── RECORDS SUPPLIED ──

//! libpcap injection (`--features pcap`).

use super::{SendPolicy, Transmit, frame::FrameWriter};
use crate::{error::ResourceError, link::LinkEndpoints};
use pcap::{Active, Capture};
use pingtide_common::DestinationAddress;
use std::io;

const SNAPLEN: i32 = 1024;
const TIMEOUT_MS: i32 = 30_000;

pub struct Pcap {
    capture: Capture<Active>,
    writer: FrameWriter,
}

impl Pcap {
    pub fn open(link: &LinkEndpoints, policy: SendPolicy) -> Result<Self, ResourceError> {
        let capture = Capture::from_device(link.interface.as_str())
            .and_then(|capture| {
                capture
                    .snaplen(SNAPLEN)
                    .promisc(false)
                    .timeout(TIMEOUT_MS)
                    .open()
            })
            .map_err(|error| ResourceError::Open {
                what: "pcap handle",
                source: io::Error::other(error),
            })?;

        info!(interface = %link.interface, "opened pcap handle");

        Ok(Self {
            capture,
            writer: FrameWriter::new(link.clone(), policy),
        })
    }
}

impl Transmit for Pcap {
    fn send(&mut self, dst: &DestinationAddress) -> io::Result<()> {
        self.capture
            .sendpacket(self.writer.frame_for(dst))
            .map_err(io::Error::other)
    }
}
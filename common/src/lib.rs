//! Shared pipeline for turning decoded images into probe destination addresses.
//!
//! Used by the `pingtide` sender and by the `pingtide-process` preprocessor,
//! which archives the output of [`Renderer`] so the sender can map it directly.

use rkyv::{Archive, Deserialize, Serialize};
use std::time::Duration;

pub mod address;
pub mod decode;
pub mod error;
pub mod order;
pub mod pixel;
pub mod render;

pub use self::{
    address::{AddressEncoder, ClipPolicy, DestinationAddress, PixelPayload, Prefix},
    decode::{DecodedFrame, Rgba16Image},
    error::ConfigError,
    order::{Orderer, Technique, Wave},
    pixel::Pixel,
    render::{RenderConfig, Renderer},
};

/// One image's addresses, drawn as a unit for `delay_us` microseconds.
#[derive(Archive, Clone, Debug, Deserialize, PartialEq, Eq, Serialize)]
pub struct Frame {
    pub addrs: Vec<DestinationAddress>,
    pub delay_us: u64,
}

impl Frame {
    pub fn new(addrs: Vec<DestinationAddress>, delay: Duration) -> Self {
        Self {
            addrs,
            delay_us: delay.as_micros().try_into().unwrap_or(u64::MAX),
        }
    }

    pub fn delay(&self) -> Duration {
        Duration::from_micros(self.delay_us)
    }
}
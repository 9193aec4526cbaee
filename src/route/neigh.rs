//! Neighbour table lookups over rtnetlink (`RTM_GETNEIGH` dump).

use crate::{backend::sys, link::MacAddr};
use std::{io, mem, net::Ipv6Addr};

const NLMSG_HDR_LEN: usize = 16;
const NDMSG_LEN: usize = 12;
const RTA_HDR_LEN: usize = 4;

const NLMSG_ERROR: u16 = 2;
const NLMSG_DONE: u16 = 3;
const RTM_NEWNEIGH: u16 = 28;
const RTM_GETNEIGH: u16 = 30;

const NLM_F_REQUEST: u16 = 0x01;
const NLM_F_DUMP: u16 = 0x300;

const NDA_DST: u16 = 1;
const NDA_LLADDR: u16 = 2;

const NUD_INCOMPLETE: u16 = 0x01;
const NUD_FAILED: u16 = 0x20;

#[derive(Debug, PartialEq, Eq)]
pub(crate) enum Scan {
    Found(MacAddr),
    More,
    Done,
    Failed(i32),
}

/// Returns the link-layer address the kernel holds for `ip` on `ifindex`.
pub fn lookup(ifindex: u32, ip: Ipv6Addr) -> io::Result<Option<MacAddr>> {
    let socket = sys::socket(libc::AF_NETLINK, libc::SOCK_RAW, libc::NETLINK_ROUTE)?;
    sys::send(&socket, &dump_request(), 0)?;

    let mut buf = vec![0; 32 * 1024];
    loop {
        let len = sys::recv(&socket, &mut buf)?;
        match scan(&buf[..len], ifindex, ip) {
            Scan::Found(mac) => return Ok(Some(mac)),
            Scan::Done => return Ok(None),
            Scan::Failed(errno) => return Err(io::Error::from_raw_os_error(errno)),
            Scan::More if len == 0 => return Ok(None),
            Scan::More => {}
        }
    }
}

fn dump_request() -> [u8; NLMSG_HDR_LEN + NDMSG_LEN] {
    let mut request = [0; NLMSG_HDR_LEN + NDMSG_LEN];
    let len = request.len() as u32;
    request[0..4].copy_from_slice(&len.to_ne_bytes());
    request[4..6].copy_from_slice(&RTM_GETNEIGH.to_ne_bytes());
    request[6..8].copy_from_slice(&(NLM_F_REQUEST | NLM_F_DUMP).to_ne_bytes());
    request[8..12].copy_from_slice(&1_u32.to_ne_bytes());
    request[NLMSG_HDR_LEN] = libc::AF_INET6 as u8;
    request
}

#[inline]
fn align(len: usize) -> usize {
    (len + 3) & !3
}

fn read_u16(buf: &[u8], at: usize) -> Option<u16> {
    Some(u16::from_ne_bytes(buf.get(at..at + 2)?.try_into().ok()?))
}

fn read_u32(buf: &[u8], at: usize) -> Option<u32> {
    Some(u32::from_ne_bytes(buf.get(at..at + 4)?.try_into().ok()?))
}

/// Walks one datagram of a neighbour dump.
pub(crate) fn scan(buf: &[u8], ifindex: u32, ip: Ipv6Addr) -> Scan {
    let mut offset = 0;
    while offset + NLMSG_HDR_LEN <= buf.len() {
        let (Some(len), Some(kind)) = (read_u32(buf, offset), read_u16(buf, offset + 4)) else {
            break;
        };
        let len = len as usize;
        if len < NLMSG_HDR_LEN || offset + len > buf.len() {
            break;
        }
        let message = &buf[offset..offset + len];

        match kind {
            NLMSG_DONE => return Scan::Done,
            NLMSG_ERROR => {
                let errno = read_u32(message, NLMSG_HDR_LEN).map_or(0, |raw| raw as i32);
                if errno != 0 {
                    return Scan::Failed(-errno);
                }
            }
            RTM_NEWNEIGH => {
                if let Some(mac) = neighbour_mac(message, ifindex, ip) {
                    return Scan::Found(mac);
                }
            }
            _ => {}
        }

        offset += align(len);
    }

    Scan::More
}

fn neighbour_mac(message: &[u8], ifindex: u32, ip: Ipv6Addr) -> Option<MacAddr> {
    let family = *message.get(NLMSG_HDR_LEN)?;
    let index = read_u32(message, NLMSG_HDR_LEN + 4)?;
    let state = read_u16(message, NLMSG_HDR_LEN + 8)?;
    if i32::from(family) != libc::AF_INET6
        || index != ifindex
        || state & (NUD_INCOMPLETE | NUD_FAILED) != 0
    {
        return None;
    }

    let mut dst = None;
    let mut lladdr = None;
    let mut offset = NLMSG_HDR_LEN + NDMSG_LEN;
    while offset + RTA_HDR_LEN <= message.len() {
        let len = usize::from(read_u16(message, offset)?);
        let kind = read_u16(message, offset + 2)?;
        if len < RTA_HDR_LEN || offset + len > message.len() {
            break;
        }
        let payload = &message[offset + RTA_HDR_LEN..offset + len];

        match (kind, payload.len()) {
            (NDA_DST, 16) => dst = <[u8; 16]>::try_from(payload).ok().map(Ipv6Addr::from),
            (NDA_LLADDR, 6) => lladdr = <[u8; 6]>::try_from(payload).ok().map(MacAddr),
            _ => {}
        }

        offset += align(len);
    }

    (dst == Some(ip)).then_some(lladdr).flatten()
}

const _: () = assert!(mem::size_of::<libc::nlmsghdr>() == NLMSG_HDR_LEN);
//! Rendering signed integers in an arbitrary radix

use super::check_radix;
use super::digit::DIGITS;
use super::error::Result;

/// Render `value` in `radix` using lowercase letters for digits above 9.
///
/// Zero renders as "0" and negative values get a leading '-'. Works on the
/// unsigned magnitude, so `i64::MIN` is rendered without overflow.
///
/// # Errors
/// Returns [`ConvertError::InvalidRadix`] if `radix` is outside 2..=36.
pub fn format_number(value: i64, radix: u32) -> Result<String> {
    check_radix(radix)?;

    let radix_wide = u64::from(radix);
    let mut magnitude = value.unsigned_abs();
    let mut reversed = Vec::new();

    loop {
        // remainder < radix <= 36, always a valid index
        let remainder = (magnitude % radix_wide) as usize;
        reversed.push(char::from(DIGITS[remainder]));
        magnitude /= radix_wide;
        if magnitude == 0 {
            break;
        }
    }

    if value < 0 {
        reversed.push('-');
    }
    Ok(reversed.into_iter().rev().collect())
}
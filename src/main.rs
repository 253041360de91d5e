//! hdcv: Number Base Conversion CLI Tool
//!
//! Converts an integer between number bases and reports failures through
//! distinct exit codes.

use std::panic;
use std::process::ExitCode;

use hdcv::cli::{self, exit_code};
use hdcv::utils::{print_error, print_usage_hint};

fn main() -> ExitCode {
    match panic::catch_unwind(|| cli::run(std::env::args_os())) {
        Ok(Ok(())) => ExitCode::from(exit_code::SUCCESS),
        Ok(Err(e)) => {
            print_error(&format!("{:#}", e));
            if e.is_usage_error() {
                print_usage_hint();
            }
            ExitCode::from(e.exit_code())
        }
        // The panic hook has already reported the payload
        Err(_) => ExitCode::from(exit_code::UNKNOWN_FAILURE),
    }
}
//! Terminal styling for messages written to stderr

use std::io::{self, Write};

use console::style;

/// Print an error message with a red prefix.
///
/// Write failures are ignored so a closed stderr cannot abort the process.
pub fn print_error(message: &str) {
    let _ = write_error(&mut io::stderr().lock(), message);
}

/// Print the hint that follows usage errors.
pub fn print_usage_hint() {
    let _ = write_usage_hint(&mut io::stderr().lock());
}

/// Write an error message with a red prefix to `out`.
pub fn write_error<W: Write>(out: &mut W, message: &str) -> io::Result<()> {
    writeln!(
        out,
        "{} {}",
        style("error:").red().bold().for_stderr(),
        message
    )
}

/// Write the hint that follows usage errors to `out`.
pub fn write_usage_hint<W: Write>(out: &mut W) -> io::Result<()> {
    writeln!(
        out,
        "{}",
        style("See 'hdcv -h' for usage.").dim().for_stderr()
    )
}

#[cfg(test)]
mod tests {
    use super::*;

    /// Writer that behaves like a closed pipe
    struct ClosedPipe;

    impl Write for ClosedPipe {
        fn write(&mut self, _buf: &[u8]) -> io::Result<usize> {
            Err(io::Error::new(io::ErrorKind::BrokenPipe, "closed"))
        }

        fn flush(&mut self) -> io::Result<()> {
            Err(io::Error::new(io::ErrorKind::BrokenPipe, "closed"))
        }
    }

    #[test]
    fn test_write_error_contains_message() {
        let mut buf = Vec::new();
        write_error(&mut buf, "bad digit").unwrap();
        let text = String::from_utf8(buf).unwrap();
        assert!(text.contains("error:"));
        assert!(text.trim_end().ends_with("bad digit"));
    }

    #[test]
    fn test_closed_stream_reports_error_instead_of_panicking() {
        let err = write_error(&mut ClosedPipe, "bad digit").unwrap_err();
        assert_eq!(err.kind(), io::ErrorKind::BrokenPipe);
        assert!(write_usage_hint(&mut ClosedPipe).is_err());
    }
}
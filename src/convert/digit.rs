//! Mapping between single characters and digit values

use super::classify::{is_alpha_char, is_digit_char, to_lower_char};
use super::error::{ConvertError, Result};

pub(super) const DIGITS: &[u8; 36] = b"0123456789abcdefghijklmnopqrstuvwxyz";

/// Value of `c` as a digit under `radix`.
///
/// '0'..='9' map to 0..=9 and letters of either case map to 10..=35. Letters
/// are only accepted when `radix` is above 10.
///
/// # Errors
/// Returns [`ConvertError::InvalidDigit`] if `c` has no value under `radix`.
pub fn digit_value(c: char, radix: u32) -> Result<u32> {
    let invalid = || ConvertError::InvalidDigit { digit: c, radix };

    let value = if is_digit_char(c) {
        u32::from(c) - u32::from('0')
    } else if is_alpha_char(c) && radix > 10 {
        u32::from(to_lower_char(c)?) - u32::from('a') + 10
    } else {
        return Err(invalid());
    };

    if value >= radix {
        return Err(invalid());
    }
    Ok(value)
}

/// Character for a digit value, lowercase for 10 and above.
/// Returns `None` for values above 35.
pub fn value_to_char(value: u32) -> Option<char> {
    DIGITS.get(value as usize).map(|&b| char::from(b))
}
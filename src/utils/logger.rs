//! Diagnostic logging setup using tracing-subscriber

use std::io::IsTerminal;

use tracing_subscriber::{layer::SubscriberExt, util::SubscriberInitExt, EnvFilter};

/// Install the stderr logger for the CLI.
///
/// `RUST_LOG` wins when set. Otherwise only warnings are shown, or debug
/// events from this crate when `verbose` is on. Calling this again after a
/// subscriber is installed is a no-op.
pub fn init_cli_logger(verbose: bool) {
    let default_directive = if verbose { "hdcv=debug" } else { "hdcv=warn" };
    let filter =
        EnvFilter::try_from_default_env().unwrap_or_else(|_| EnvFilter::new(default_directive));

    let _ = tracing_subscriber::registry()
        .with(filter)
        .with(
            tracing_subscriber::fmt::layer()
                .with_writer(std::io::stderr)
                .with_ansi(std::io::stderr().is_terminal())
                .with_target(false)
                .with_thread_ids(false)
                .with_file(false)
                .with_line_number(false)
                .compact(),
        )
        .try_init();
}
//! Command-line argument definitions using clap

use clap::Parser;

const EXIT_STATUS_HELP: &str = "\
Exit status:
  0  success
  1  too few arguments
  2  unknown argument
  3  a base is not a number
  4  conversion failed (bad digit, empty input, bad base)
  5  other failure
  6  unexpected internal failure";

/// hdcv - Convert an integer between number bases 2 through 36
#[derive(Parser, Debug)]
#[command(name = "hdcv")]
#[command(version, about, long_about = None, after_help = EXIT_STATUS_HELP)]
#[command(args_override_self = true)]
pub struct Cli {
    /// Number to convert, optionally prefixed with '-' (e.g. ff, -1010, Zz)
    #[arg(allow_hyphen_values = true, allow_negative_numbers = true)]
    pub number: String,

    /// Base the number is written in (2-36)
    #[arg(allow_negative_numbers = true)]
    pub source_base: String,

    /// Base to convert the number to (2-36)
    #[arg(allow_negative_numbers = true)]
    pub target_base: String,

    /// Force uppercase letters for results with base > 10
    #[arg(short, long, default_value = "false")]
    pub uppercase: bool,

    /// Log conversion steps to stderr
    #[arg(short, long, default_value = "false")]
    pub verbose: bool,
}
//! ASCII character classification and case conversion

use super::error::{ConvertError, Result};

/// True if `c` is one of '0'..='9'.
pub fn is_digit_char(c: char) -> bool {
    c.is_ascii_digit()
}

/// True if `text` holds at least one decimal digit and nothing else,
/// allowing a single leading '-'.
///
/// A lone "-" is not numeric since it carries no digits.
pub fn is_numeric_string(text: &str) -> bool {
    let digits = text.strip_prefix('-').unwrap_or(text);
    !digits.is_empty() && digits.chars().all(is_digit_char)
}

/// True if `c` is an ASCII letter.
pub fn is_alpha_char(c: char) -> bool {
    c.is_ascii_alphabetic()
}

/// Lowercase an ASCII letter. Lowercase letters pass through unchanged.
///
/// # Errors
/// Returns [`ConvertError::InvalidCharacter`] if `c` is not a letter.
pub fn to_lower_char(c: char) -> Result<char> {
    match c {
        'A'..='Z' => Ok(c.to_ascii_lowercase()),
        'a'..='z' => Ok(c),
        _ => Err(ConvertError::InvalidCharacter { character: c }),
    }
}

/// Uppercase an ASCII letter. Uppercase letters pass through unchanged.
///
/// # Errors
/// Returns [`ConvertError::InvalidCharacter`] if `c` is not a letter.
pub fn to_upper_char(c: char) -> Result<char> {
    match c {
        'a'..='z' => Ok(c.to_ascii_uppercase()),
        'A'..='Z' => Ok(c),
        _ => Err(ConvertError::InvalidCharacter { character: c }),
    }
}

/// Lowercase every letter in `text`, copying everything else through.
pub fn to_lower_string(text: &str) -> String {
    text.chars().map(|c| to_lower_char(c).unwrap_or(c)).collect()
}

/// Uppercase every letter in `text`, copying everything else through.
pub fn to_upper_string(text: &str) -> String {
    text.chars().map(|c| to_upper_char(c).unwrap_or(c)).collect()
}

───

## WHAT NEEDS TO BE DONE
Look through the entries and copy every line in which the string "struct" appears.

## SOLUTION TO THE PROBLEM
pub struct Pcap {
pub struct Frame {
    struct ClosedPipe;
pub struct Cli {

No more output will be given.